START TASK INPUT
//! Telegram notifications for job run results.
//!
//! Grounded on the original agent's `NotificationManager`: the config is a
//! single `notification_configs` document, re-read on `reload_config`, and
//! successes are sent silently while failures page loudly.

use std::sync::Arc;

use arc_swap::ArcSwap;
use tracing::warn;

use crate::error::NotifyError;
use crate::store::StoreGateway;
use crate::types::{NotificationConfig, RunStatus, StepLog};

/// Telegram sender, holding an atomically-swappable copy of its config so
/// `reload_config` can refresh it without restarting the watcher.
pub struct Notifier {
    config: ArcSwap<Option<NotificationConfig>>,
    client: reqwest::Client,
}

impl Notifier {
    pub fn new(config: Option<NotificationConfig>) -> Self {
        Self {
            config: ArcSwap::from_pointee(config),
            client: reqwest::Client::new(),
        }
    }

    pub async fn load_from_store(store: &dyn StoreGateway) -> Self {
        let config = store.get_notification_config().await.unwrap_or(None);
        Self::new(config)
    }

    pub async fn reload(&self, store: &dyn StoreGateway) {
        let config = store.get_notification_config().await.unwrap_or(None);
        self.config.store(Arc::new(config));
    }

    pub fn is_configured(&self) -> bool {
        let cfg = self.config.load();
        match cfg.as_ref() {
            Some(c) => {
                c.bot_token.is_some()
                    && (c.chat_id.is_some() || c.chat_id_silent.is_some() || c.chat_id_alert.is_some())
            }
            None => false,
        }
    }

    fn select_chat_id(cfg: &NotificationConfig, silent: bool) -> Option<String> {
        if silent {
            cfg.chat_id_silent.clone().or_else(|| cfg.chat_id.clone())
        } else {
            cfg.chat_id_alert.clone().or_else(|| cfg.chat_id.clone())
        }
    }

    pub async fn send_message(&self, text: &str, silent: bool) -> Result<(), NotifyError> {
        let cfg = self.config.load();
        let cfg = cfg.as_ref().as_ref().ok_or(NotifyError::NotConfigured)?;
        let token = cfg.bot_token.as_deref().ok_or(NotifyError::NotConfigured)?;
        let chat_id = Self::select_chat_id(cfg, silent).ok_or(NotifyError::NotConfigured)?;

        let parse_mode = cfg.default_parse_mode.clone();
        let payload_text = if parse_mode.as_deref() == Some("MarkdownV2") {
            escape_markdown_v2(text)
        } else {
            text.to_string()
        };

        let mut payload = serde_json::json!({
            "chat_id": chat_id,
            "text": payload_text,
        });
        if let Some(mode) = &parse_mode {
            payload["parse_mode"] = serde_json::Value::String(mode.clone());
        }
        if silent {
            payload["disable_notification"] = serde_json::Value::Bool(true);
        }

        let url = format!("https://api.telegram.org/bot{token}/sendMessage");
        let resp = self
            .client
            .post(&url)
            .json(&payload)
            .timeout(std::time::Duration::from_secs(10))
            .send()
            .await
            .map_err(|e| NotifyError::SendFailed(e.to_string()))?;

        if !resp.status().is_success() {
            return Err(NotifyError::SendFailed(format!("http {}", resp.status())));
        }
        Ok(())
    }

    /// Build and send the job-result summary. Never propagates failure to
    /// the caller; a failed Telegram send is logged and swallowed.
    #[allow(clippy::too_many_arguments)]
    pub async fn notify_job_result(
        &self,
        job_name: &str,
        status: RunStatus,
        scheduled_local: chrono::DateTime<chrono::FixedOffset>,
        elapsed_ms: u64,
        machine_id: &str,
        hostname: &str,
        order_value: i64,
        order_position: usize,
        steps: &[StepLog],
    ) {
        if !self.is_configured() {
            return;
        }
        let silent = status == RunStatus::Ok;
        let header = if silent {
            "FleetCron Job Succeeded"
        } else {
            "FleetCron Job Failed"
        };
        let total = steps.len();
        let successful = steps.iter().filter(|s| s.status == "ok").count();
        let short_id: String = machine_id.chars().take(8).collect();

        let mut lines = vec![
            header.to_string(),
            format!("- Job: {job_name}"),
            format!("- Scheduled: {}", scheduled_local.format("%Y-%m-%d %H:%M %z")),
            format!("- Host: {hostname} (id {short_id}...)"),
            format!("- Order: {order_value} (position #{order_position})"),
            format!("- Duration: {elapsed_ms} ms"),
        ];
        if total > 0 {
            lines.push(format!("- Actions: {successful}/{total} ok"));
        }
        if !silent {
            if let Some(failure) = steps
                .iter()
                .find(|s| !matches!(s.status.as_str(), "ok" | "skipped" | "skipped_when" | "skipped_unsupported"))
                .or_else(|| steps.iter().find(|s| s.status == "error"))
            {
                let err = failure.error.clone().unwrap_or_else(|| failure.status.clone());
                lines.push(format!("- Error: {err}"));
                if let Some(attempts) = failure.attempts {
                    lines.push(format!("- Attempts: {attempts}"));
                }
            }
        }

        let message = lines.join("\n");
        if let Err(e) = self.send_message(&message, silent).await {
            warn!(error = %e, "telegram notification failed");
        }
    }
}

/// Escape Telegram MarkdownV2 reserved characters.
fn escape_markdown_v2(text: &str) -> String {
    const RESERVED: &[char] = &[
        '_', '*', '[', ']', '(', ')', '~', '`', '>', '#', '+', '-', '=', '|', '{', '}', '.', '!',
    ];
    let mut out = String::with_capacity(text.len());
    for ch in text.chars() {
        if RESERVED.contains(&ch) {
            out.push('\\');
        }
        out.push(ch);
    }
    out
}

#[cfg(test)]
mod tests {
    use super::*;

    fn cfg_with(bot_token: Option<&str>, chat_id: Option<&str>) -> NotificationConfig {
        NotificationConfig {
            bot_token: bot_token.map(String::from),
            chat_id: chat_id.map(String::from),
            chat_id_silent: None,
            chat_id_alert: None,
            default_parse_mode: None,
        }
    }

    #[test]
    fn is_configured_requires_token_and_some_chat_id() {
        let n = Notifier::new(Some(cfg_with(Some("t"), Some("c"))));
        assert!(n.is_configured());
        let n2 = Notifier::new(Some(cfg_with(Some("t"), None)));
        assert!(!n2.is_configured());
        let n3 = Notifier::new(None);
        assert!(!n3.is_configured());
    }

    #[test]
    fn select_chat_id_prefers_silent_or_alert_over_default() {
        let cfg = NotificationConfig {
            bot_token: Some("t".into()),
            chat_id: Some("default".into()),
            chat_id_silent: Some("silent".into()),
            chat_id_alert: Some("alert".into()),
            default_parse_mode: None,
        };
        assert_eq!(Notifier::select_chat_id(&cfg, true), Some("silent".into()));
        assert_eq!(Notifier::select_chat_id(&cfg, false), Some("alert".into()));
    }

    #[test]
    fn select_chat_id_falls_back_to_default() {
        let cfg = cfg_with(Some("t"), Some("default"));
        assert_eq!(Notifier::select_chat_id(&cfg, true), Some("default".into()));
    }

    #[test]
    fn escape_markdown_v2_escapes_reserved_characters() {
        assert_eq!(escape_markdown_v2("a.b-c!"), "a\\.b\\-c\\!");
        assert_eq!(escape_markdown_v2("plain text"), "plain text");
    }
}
END TASK INPUT
START TASK INPUT
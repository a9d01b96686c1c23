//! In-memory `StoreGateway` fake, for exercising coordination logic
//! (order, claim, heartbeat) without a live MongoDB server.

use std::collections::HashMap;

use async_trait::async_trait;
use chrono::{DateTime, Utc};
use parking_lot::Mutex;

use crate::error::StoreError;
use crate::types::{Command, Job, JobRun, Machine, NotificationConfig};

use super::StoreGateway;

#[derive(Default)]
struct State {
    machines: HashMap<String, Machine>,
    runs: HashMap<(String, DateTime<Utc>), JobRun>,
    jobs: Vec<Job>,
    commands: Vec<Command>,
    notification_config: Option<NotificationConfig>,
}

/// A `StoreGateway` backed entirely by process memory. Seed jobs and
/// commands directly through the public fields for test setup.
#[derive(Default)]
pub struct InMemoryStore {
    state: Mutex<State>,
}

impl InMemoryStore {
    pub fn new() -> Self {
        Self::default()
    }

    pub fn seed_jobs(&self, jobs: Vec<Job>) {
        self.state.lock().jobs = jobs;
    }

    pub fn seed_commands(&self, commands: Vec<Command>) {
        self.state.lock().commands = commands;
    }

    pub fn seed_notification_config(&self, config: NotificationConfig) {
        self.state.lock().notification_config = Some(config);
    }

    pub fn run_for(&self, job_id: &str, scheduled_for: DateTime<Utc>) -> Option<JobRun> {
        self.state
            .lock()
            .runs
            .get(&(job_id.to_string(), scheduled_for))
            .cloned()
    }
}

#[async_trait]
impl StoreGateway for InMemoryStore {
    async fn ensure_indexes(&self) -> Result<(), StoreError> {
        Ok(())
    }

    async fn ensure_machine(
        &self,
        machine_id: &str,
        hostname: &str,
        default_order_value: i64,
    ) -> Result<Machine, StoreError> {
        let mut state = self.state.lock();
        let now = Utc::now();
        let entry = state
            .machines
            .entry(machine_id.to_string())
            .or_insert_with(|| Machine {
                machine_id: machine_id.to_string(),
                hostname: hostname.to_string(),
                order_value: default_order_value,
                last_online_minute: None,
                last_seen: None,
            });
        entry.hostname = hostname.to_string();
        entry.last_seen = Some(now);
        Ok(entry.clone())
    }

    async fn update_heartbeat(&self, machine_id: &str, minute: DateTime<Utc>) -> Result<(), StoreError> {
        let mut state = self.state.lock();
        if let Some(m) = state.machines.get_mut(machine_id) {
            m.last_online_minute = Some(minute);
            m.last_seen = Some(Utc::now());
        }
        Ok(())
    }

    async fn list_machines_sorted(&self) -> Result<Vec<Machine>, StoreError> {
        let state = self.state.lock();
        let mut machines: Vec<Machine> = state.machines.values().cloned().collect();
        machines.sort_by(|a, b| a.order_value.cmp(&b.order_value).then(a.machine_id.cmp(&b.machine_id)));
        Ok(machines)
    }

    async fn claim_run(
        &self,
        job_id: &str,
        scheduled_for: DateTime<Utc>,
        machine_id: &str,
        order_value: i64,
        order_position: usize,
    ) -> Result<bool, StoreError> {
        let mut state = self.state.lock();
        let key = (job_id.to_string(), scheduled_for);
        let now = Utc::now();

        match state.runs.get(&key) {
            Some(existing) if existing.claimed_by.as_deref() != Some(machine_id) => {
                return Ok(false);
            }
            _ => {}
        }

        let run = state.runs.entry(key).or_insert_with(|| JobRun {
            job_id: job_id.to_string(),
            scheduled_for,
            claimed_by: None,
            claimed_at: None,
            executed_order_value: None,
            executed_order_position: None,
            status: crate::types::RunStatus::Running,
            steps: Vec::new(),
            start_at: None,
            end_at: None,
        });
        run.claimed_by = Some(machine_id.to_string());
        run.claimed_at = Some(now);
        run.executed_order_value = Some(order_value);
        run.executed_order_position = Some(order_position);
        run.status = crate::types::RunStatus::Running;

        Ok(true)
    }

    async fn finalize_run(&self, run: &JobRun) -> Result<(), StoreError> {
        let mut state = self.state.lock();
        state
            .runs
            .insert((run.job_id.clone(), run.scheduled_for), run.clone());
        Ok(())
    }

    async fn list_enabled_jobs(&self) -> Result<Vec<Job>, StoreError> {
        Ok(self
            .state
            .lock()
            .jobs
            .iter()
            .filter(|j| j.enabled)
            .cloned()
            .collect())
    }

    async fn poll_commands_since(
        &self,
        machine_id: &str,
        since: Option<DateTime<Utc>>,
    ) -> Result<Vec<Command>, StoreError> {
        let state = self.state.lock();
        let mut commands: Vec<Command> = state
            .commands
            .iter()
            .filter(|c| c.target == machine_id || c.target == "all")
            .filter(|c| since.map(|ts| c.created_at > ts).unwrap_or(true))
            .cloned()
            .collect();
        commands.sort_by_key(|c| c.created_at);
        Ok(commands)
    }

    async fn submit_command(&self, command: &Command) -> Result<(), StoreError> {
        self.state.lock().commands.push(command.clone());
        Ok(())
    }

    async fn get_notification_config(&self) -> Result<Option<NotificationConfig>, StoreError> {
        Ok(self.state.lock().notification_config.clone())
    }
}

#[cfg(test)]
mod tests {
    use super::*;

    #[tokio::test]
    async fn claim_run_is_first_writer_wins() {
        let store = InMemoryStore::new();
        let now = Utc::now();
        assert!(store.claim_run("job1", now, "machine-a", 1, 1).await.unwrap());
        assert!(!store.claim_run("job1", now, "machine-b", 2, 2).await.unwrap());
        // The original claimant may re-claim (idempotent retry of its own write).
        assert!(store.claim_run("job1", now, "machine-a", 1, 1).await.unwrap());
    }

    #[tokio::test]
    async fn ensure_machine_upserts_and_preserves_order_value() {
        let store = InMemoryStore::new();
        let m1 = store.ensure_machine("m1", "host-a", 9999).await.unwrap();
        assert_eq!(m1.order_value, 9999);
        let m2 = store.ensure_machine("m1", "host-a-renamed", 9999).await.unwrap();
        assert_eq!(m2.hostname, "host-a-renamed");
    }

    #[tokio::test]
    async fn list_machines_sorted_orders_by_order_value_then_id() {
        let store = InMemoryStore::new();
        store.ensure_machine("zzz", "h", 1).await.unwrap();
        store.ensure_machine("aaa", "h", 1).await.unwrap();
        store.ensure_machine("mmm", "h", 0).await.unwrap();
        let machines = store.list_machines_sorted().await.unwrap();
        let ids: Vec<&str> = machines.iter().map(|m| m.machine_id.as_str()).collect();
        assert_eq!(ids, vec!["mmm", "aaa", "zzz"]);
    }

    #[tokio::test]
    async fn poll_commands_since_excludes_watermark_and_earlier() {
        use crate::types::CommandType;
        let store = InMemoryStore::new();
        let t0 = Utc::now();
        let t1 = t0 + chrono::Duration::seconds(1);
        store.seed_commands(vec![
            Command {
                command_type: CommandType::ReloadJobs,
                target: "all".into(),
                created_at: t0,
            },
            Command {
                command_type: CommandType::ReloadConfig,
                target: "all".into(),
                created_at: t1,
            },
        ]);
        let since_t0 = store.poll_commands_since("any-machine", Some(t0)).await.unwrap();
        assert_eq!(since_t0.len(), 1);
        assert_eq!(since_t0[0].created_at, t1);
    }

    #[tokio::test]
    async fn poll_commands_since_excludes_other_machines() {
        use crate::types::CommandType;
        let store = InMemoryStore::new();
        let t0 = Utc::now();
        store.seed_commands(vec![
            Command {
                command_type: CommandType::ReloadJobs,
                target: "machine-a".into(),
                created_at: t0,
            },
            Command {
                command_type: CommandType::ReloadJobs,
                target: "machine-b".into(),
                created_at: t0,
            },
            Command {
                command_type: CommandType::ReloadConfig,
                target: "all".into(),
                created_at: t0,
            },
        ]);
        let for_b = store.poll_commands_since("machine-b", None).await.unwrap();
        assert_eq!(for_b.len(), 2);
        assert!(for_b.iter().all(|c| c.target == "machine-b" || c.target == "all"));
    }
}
END TASK INPUT
START TASK INPUT
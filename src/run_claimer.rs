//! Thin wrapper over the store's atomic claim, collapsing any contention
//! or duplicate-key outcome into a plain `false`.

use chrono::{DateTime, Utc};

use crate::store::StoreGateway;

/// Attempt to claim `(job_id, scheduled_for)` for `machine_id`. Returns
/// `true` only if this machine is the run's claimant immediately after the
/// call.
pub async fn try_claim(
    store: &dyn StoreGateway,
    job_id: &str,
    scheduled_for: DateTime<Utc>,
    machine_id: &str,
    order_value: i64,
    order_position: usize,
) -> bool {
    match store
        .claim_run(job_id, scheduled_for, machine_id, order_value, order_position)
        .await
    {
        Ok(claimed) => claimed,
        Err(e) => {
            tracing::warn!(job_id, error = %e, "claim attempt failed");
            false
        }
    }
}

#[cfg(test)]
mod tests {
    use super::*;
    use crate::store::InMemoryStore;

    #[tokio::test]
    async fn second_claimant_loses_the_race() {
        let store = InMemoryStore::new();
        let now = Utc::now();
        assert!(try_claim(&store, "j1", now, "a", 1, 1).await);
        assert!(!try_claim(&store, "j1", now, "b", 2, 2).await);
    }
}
END TASK INPUT
Whenever a line in the material contains the word "successful", copy that line.

        let successful = steps.iter().filter(|s| s.status == "ok").count();
            lines.push(format!("- Actions: {successful}/{total} ok"));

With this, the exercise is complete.